S. Victor Aaron of Something Else! Reviews Jeff Oster LIVE!

One thing that can be said about New Age trumpet maestro Jeff Oster is that no other New Age artist can groove like he can. Which means that his unique brand of that kind of music should translate well from the studio into the live arena. The just-released Jeff Oster Live! bolsters that notion, and but not just because Oster can groove. It’s for another, rather straightforward reason: Oster’s working band is downright tight. He’s joined by Celso Alberti on drums, Frank Martin on keys, Todd Boston on guitar and for a trio of tracks, Jeff Taboloff on sax. Bass? That’s handled by his longtime musical partner, the virtuosic Michael Manring.

Oster picks tunes almost entirely from his last three albums, but takes advantage of the occasion to stretch out the performances to the 7-10 minute range, and everyone gets a chance to show what they’ve got. But what does get carried over from the studio renderings are Oster’s big, atmospheric flugelhorn (or sometimes, trumpet) and a singularly funky brand of New Age jazz that values groove and improvisation more than his peers, setting himself apart and above them.

Manring’s contrapuntal bass line and Boston’s Theme From Shaft rhythm guitar establish a satisfying, Grover Washington Jr. groove for “Seregenti” and Taboloff’s sax is clearly inspired by the funk-jazz legend. Manring’s own solo is so harmonically lush even as he keeps it in the pocket. Boston and Martin get down when their turns come as well.

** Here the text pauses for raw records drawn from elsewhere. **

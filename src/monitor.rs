use std::sync::Arc;

use tokio::sync::watch;
use tokio::task::JoinHandle;

use crate::config::{Config, ConfigError, RefreshInterval};
use crate::query::{self, QuerySpec};
use crate::scheduler::{Engine, SchedulerState, TickClock, TickLoop};
use crate::system::collector::SysinfoCollector;
use crate::system::history::{HistoryError, HistoryPoint};
use crate::system::kill::{self, Signal, TerminateError, Terminated};
use crate::system::process::ProcessRecord;
use crate::system::sampler::{MetricsSource, Sampler};
use crate::system::session::{CommandSessionSource, NoSessions, SessionSource};
use crate::system::snapshot::TickState;

#[derive(Debug, Clone)]
pub struct MonitorOptions {
    pub interval: RefreshInterval,
    pub history_capacity: usize,
    /// Invoking user for the user/system split; detected when `None`.
    pub user: Option<String>,
    pub collect_sessions: bool,
}

impl Default for MonitorOptions {
    fn default() -> Self {
        Self::from_config(&Config::default())
    }
}

impl MonitorOptions {
    pub fn from_config(config: &Config) -> Self {
        Self {
            interval: config.general.refresh_interval(),
            history_capacity: config.general.history_capacity,
            user: config.general.user.clone(),
            collect_sessions: config.general.collect_sessions,
        }
    }
}

/// Handle to a running sampling engine. Every read goes through the most
/// recently published [`TickState`] and never waits for a tick in progress.
pub struct Monitor {
    latest: watch::Receiver<Arc<TickState>>,
    interval: watch::Sender<RefreshInterval>,
    state: watch::Receiver<SchedulerState>,
    shutdown: watch::Sender<bool>,
    task: Option<JoinHandle<()>>,
    user: String,
}

impl Monitor {
    /// Starts monitoring the local host. Must be called from within a tokio
    /// runtime.
    pub fn start(options: MonitorOptions) -> Self {
        let collector = SysinfoCollector::new();
        let user = options
            .user
            .clone()
            .or_else(|| collector.current_user())
            .unwrap_or_else(|| "unknown".to_string());
        let sessions: Box<dyn SessionSource> = if options.collect_sessions {
            Box::new(CommandSessionSource::default())
        } else {
            Box::new(NoSessions)
        };
        Self::with_sources(options, Box::new(collector), sessions, user)
    }

    /// Starts the engine over arbitrary sources. `options.user` is ignored in
    /// favour of `user`.
    pub fn with_sources(
        options: MonitorOptions,
        source: Box<dyn MetricsSource>,
        sessions: Box<dyn SessionSource>,
        user: impl Into<String>,
    ) -> Self {
        let user = user.into();
        let clock = TickClock::start();
        let engine = Engine::new(Sampler::new(source, sessions), options.history_capacity);

        let (published_tx, published_rx) =
            watch::channel(Arc::new(TickState::initial(clock.wall_origin())));
        let (interval_tx, interval_rx) = watch::channel(options.interval);
        let (state_tx, state_rx) = watch::channel(SchedulerState::Idle);
        let (shutdown_tx, shutdown_rx) = watch::channel(false);

        let task = TickLoop {
            engine,
            clock,
            published: published_tx,
            interval: interval_rx,
            state: state_tx,
            shutdown: shutdown_rx,
        }
        .spawn();

        tracing::info!(
            user = %user,
            interval_secs = options.interval.secs(),
            history_capacity = options.history_capacity,
            "monitor started"
        );

        Self {
            latest: published_rx,
            interval: interval_tx,
            state: state_rx,
            shutdown: shutdown_tx,
            task: Some(task),
            user,
        }
    }

    pub fn latest(&self) -> Arc<TickState> {
        Arc::clone(&self.latest.borrow())
    }

    /// Receiver notified on every publication.
    pub fn subscribe(&self) -> watch::Receiver<Arc<TickState>> {
        self.latest.clone()
    }

    pub fn history(&self, metric_name: &str) -> Result<Vec<HistoryPoint>, HistoryError> {
        Ok(self.latest().history.series(metric_name)?.to_vec())
    }

    pub fn query(&self, spec: &QuerySpec) -> Vec<ProcessRecord> {
        query::query(&self.latest().snapshot, spec, &self.user)
    }

    pub fn partition(&self, spec: &QuerySpec) -> (Vec<ProcessRecord>, Vec<ProcessRecord>) {
        query::partition(&self.latest().snapshot, spec, &self.user)
    }

    pub fn invoking_user(&self) -> &str {
        &self.user
    }

    pub fn refresh_interval(&self) -> RefreshInterval {
        *self.interval.borrow()
    }

    /// Takes effect when the next tick starts; a wait in progress is not cut short.
    pub fn set_refresh_interval(&self, interval: RefreshInterval) {
        let previous = self.interval.send_replace(interval);
        if previous != interval {
            tracing::info!(
                from = previous.secs(),
                to = interval.secs(),
                "refresh interval changed"
            );
        }
    }

    pub fn set_refresh_interval_secs(&self, secs: u64) -> Result<(), ConfigError> {
        self.set_refresh_interval(RefreshInterval::try_from(secs)?);
        Ok(())
    }

    pub fn terminate_process(&self, pid: u32) -> Result<Terminated, TerminateError> {
        kill::terminate(pid)
    }

    pub fn terminate_process_with(
        &self,
        pid: u32,
        signal: Signal,
    ) -> Result<Terminated, TerminateError> {
        kill::terminate_with(pid, signal)
    }

    pub fn state(&self) -> SchedulerState {
        *self.state.borrow()
    }

    /// Stops the tick loop and waits for it to finish.
    pub async fn shutdown(mut self) {
        self.shutdown.send_replace(true);
        if let Some(task) = self.task.take()
            && let Err(err) = task.await
        {
            tracing::warn!(error = %err, "scheduler task ended abnormally");
        }
    }
}

impl Drop for Monitor {
    fn drop(&mut self) {
        self.shutdown.send_replace(true);
    }
}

Bonnie Raitt’s heartbreaking hit “I Can’t Make You Love Me” is a very rare cover that Oster chose to include on last year’s next and he gives it no less an affecting treatment on stage, the lonely tone from his horn that only accentuates the anguish. His and Boston’s quiet passion sandwiches Taboloff’s uninhibited one.

Elsewhere we’re treated to Boston’s tasteful licks on “Voce Quer Dancar” and Taboloff’s soaring solo on “Once in a Blue Moonlight,” which also features Roberta Donnay contributing a wordless vocal that acts as a third horn. Oster’s ascendant flugelhorn cascades notes, creating a soothing sonic wash over Manring’s dub pulse on “Half A Cookie.”

Not content to go quietly into the night, Oster & Co. end the engagement with their funkiest number of the album, “The Man From Brazil,” and Oster shows off his 1974 Miles side; Martin’s electric piano is full of jazz colors and chops.

Jeff Oster’s Live! fully unlocks the energy that’s always existed in his brand of fusion. Surrounded by the right cast of characters, Oster replicates the sophistication of the studio as well as the immediacy of the stage.